“ Para pemungut cukai dan orang-orang berdosa biasanya datang kepada Yesus untuk mendengarkan Dia. Maka bersungut-sungutlah orang-orang Farisi dan ahli-ahli Taurat, katanya: "Ia menerima orang-orang berdosa dan makan bersama-sama dengan mereka." Lalu Ia mengatakan perumpamaan ini kepada mereka” (Luk 15:1-3), demikian kutipan Warta Gembira hari ini
Berrefleksi atas bacaan-bacaan hari ini saya sampaikan catatan-catatan sederhana sebagai berikut:
· Perempuan perihal ‘anak hilang’ hari ini kiranya lebih terarah kepada ‘orang-orang Farisi dan ahli-ahli Taurat’ yang bersungut-sungut karena Yesus menerima orang-orang berdosa dan makan bersama –sama dengan mereka. Orang-orang Farisi dan ahli-ahli Taurat memang dikenal sebagai orang-orang sombong, yang memamerkan keunggulan diri serta melecehkan atau merendahkan orang lain; mereka juga tidak rela bahwa orang berdosa bertobat, orang bodoh menjadi pandai, dst.., dan ada kemungkinan karena mereka takut tersaingi. Salah satu cirikkas kekurangan atau kelemahan mereka adalah ‘menyendiri’ dan tak mau bergabung dengan sesamanya atau dengan siapapun tanpa pandang bulu. Dalam bergaul mereka senantiasa pilih-pilih sesuai dengan selera pribadi mereka. Sikap mental orang Farisi yang hidup dalam diri orang-orang masa kini antara lain tak mau berkumpul, bercurhat dan omong-omong, tukar pengalaman iman dan kehidupan dengan sesamanya atau rekan-rekan seiman, sepanggilan, sekampung dst.. Dalam warta gembira hari ini mereka digambarkan bagaikan ‘anak sulung’, yang kelihatan setia kepada bapanya, namun ketika ia didekati untuk bergabung dengan orang lain yang sedang bergembira karena anaknya yang hilang telah kembali, tidak mau masuk, tetap tinggal di luar saja. Dalam kehidupan biasa sehari-hari orang-orang yang suka menyendiri pada umumnya sedang mengalami krisis panggilan dan jika tetap demikian adanya dalam waktu singkat ia akan meninggalkan panggilannya. Sikap Farisi masa kini juga dapat berupa mudah mengeluh dan menggerutu terhadap situasi dan kondisi yang ada, yang pada umumnya memang kurang atau tidak sesuai dengan selera pribadi. Kepada mereka atau kita yang masih bersikap mental Farisi kami harapkan untuk bertobat atau memperbaharui diri, dan menjadi rendah hati seperti anak bungsu, yang berkata kepada bapanya: ” Bapa, aku telah berdosa terhadap sorga dan terhadap bapa, aku tidak layak lagi disebutkan anak bapa; jadikanlah aku sebagai salah seorang upahan bapa” (Luk 15:18-19).

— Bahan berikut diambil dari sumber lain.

//! Top-level error type of the generation pipeline.
//!
//! Variants follow how a failure must be handled: validation problems are returned
//! before anything is queued, an unreachable solver environment means the job is never
//! queued, execution failures end in a `failed` queue entry, and parse/import failures
//! only affect the import step.

use crate::db::repository::RepositoryError;
use crate::interchange::InterchangeError;
use crate::models::ConstraintError;
use crate::solver::SolverError;
use crate::storage::StorageError;

#[derive(Debug, thiserror::Error)]
pub enum PipelineError {
    #[error("Validation error: {0}")]
    Validation(String),

    #[error("Not found: {0}")]
    NotFound(String),

    #[error("Solver environment unavailable: {0}")]
    EnvironmentUnavailable(String),

    #[error("Solver execution failed: {message}")]
    Execution { message: String, diagnostics: String },

    #[error("Could not read solver output: {0}")]
    Parse(String),

    #[error("Import failed: {0}")]
    Import(String),

    #[error(transparent)]
    Repository(#[from] RepositoryError),

    #[error(transparent)]
    Storage(#[from] StorageError),

    #[error(transparent)]
    Interchange(#[from] InterchangeError),
}

pub type PipelineResult<T> = Result<T, PipelineError>;

impl PipelineError {
    /// Whether the error is a missing entity, wherever it was raised.
    pub fn is_not_found(&self) -> bool {
        match self {
            PipelineError::NotFound(_) => true,
            PipelineError::Repository(e) => e.is_not_found(),
            PipelineError::Storage(StorageError::NotFound(_)) => true,
            _ => false,
        }
    }

    /// Whether the same call may succeed later, e.g. after a repository outage.
    pub fn is_retryable(&self) -> bool {
        matches!(self, PipelineError::Repository(e) if e.is_retryable())
    }

    /// Whether the caller sent something unacceptable.
    pub fn is_validation(&self) -> bool {
        matches!(
            self,
            PipelineError::Validation(_)
                | PipelineError::Repository(RepositoryError::ValidationError { .. })
                | PipelineError::Storage(StorageError::InvalidName(_))
                | PipelineError::Interchange(InterchangeError::InvalidDraft(_))
        )
    }
}

impl From<ConstraintError> for PipelineError {
    fn from(err: ConstraintError) -> Self {
        PipelineError::Validation(err.to_string())
    }
}

impl From<SolverError> for PipelineError {
    fn from(err: SolverError) -> Self {
        match err {
            SolverError::Unavailable(message) => PipelineError::EnvironmentUnavailable(message),
            other => PipelineError::Execution {
                message: other.to_string(),
                diagnostics: other.diagnostics().to_string(),
            },
        }
    }
}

· “Siapakah Allah seperti Engkau yang mengampuni dosa, dan yang memaafkan pelanggaran dari sisa-sisa milik-Nya sendiri; yang tidak bertahan dalam murka-Nya untuk seterusnya, melainkan berkenan kepada kasih setia? Biarlah Ia kembali menyayangi kita, menghapuskan kesalahan-kesalahan kita dan melemparkan segala dosa kita ke dalam tubir-tubir laut. Kiranya Engkau menunjukkan setia-Mu kepada Yakub dan kasih-Mu kepada Abraham seperti yang telah Kaujanjikan dengan bersumpah kepada nenek moyang kami sejak zaman purbakala” (Mi 7:18-20). Kutipan ini kiranya menggambar-kan Allah yang Maha Kasih dan Maha Pengampun, yang dalam Injil atau Warta Gembira hari ini digambarkan sebagai bapa yang baik. Kasih pengampunan Allah tak terbatas, dan kiranya dalam hidup sehari-hari sejak kita dilahirkan kita telah menerima kasih pengampunan Allah secara melimpah ruah melalui sekian banyak orang yang telah memperhatikan dan mengasihi kita melalui aneka bentuk. Maka kita semua sebagai orang beriman dipanggil untuk meneladan bapa yang baik, dengan rendah hati dan kasih pengampunan mendatangi orang lain yang berdosa atau kurang memperoleh kasih dan perhatian dari saudara-saudarinya. Dengan kata lain kita semua diharapkan memiliki keutamaan kepekaan social yang unggul dan handal, yang menurut pengalaman dan pengamatan saya pada masa kini sungguh memprihatinkan, karena orang kurang peka pada orang lain maupun lingkungan hidupnya. Kami berharap anak-anak di dalam keluarga dididik dan dibiasakan sedini mungkin dalam hal kepekaan terhadap orang lain, serta kemudian diperdalam di sekolah-sekolah. Cara untuk mendidik anak-anak agar peka terhadap orang lain serta lingkungan hidupnya antara lain dengan mengajak mereka berjalan-jalan, misalnya anak diharapkan sungguh mengenali dengan baik sesamanya beserta lingkungan hidupnya dalam radius satu kilometer dari tempat tinggalnya atau sekolahnya atau tempat belajarnya. Salah satu program kegiatan ko kurikuler di sekolah yang mendukung hal itu adalah ‘Pramuka’, maka semoga di sekolah-sekolah dasar maupun lanjutan pertama (SD dan SMP) semua peserta didik diwajibkan menjadi anggota Pramuka di sekolahnya.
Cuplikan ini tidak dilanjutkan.